Even during the Maoist period, the Chinese state undertook massive investment projects, but fiscal resources were constrained. This gradually changed in the 2000s after several reforms, including to taxation, increased state income.

What followed was a massive state-led investment boom in infrastructure. The emphasis is on state-led, since many projects incorporated private funding, and state investments were allocated by a variety of government agencies, including local, provincial, central, state-owned enterprises, and Local Government Funding Vehicles (LGFVs).

From high-speed rail to the largest freeway network on Earth, infrastructure investment both propelled economic growth and enabled other sectors, such as export industries and real estate, to thrive. This troika of dynamos finally got a fourth leg around 2010, when the Chinese Internet sector and other high-tech industries, such as solar panels and batteries, gained in importance. High-technology, both in manufacturing and services, became a fourth pillar of growth, making China an increasingly innovation-driven economy.

Right now, three of these cylinders are out of commission. Only state investment, as seen in the figures above, is holding up the ship. High-technology certainly still contributes and is in many instances tied to large state investment projects, such as in green energy generation. Indeed, green energy technology is one of the bright spots in the Chinese economy, with battery and electric vehicle production reaching global technology frontiers.

However, the crackdown on the Internet sector over the past two-and-a-half years and overall economic sluggishness are also holding high technology back. Even more importantly, real estate is in a slump, with many private developers hoovering on the brink of bankruptcy, while consumers lack confidence to spend, especially on large purchases.

Exports, which contributed much during the Covid era to China’s growth, are also slumping due to lower demand in most major economies as inflation and rising interest rates take a bite out of consumption. Finally, new FDI inflows remain weak.

The old economic model has thus become highly unbalanced, by far too dependent on state investment. And even state investment cannot steady it.

First, many local governments are experiencing financial duress due to high debts, the aftermath of zero Covid policies, and the loss of land sale revenue.

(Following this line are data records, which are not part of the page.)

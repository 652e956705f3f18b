use std::path::Path;
use std::time::Duration;

use serde::Deserialize;

use crate::provider::{normalize_segments, ProviderSettings, RawSegment, TranscriptionProvider};
use crate::ProviderError;

/// Provider backed by an OpenAI-compatible `/audio/transcriptions` endpoint.
///
/// Uploads the audio file as multipart form data and decodes the
/// `verbose_json` response. Network and decoding failures are mapped onto
/// [`ProviderError`]; nothing here panics on a bad backend.
pub struct WhisperHttpProvider {
    client: reqwest::blocking::Client,
    endpoint: String,
    model: String,
    api_key: Option<String>,
    timeout_secs: u64,
}

impl WhisperHttpProvider {
    pub fn new(settings: &ProviderSettings) -> crate::Result<Self> {
        let client = reqwest::blocking::Client::builder()
            .timeout(Duration::from_secs(settings.http_timeout_secs))
            .build()
            .map_err(|e| ProviderError::Unreachable(format!("failed to build http client: {e}")))?;

        Ok(Self {
            client,
            endpoint: settings.whisper_endpoint.clone(),
            model: settings.whisper_model.clone(),
            api_key: settings.api_key.clone(),
            timeout_secs: settings.http_timeout_secs,
        })
    }

    fn map_send_error(&self, err: reqwest::Error) -> ProviderError {
        if err.is_timeout() {
            ProviderError::Timeout {
                seconds: self.timeout_secs,
            }
        } else {
            ProviderError::Unreachable(err.to_string())
        }
    }
}

impl TranscriptionProvider for WhisperHttpProvider {
    fn name(&self) -> &'static str {
        "whisper_http"
    }

    fn transcribe(&self, audio_ref: &str) -> crate::Result<Vec<RawSegment>> {
        let path = Path::new(audio_ref);
        if !path.is_file() {
            return Err(ProviderError::AudioNotFound(path.to_path_buf()));
        }

        tracing::info!(audio_ref, endpoint = %self.endpoint, "uploading audio for transcription");

        let form = reqwest::blocking::multipart::Form::new()
            .text("model", self.model.clone())
            .text("response_format", "verbose_json")
            .file("file", path)
            .map_err(|e| {
                ProviderError::Unreachable(format!("could not read {}: {e}", path.display()))
            })?;

        let mut request = self.client.post(&self.endpoint).multipart(form);
        if let Some(key) = &self.api_key {
            request = request.bearer_auth(key);
        }

        let response = request.send().map_err(|e| self.map_send_error(e))?;
        let status = response.status();
        let body = response.text().map_err(|e| self.map_send_error(e))?;
        if !status.is_success() {
            return Err(ProviderError::Unreachable(format!(
                "backend returned {status}: {}",
                truncate(&body, 200)
            )));
        }

        normalize_segments(parse_verbose_json(&body)?)
    }
}

#[derive(Debug, Deserialize)]
struct VerboseResponse {
    #[serde(default)]
    segments: Vec<VerboseSegment>,
}

#[derive(Debug, Deserialize)]
struct VerboseSegment {
    start: Option<f64>,
    end: Option<f64>,
    #[serde(default)]
    text: String,
    speaker: Option<String>,
}

/// Decodes a whisper-style `verbose_json` body into raw segments, converting
/// second floats into integral milliseconds. Missing, negative, or
/// non-finite timestamps are rejected here so they can never reach role
/// assignment.
pub(crate) fn parse_verbose_json(body: &str) -> crate::Result<Vec<RawSegment>> {
    let response: VerboseResponse = serde_json::from_str(body)
        .map_err(|e| ProviderError::MalformedResponse(format!("undecodable body: {e}")))?;

    response
        .segments
        .into_iter()
        .enumerate()
        .map(|(index, segment)| {
            Ok(RawSegment {
                start_ms: seconds_to_ms(segment.start, index, "start")?,
                end_ms: seconds_to_ms(segment.end, index, "end")?,
                text: segment.text.trim().to_string(),
                speaker: segment.speaker,
            })
        })
        .collect()
}

fn seconds_to_ms(value: Option<f64>, index: usize, field: &str) -> crate::Result<u64> {
    let seconds = value.ok_or_else(|| {
        ProviderError::MalformedResponse(format!("segment {index} is missing `{field}`"))
    })?;
    if !seconds.is_finite() || seconds < 0.0 {
        return Err(ProviderError::MalformedResponse(format!(
            "segment {index} has invalid `{field}` value {seconds}"
        )));
    }
    Ok((seconds * 1000.0).round() as u64)
}

fn truncate(s: &str, max_bytes: usize) -> &str {
    if s.len() <= max_bytes {
        return s;
    }
    let mut end = max_bytes;
    while !s.is_char_boundary(end) {
        end -= 1;
    }
    &s[..end]
}

#[cfg(test)]
mod tests {
    use super::*;

    #[test]
    fn parses_verbose_json_segments() {
        let body = r#"{
            "text": "Hello there. Yes, speaking.",
            "segments": [
                {"id": 0, "start": 0.0, "end": 5.5, "text": " Hello there. ", "avg_logprob": -0.2},
                {"id": 1, "start": 6.0, "end": 7.25, "text": "Yes, speaking.", "speaker": "Speaker 2"}
            ]
        }"#;
        let segments = parse_verbose_json(body).unwrap();
        assert_eq!(segments.len(), 2);
        assert_eq!(segments[0].start_ms, 0);
        assert_eq!(segments[0].end_ms, 5500);
        assert_eq!(segments[0].text, "Hello there.");
        assert_eq!(segments[0].speaker, None);
        assert_eq!(segments[1].end_ms, 7250);
        assert_eq!(segments[1].speaker.as_deref(), Some("Speaker 2"));
    }

    #[test]
    fn missing_timestamp_is_malformed() {
        let body = r#"{"segments": [{"start": 0.0, "text": "no end field"}]}"#;
        let err = parse_verbose_json(body).unwrap_err();
        match err {
            ProviderError::MalformedResponse(msg) => assert!(msg.contains("end")),
            other => panic!("unexpected error: {other}"),
        }
    }

    #[test]
    fn negative_timestamp_is_malformed() {
        let body = r#"{"segments": [{"start": -1.0, "end": 2.0, "text": "bad"}]}"#;
        assert!(matches!(
            parse_verbose_json(body),
            Err(ProviderError::MalformedResponse(_))
        ));
    }

    #[test]
    fn undecodable_body_is_malformed() {
        assert!(matches!(
            parse_verbose_json("<html>502 bad gateway</html>"),
            Err(ProviderError::MalformedResponse(_))
        ));
    }

    #[test]
    fn empty_segment_list_is_valid() {
        let segments = parse_verbose_json(r#"{"text": "", "segments": []}"#).unwrap();
        assert!(segments.is_empty());
    }

    #[test]
    fn truncate_respects_char_boundaries() {
        assert_eq!(truncate("short", 200), "short");
        let s = "héllo";
        assert_eq!(truncate(s, 2), "h");
    }
}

Second, even if the Chinese government could undertake another large stimulus like in 2009 after the Global Financial Crisis, its effects would likely be muted. Infrastructure investment in recent years has generated more debt than growth.

Given this backdrop, Chinese policy-makers face tough choices. Recent initiatives point in the right direction. Beijing, for example, has unveiled a 31-point action plan with a strong message of support to China’s private sector. The plan promises to create a favorable environment to unleash entrepreneurship, building a private economy that is “bigger, better and stronger.”

This pledge parallels one for state-owned enterprises made years ago. Even though these pronouncements come with force from the top, questions remain as to how much will be concretely done to improve conditions on the ground. Private firms, especially smaller ones, suffer from a lack of access to financing and require better protection, especially from predatory local government departments.

A shot in the arm for private sector confidence is much needed, but the broader structural problems of changing the model of development remain. Ultimately, a more rapid transition to consumption-driven growth is needed that includes better social welfare supports and, at this point probably, direct cash hand-outs.

A change in this direction of the required magnitude would likely siphon resources away from supporting technology and infrastructure spending. A large-scale fiscal stimulus would also require an increase in state debt. As a result, such bold steps are unlikely to be taken.

China’s economy faces its biggest challenge since the era of Deng Xiaoping’s reforms. Overcoming these challenges will decide whether the Chinese economy can escape the middle-income trap and get rich; or whether it might face Japan-style stagnation, working off the excesses of a housing bubble and over-investment, while still relatively poor.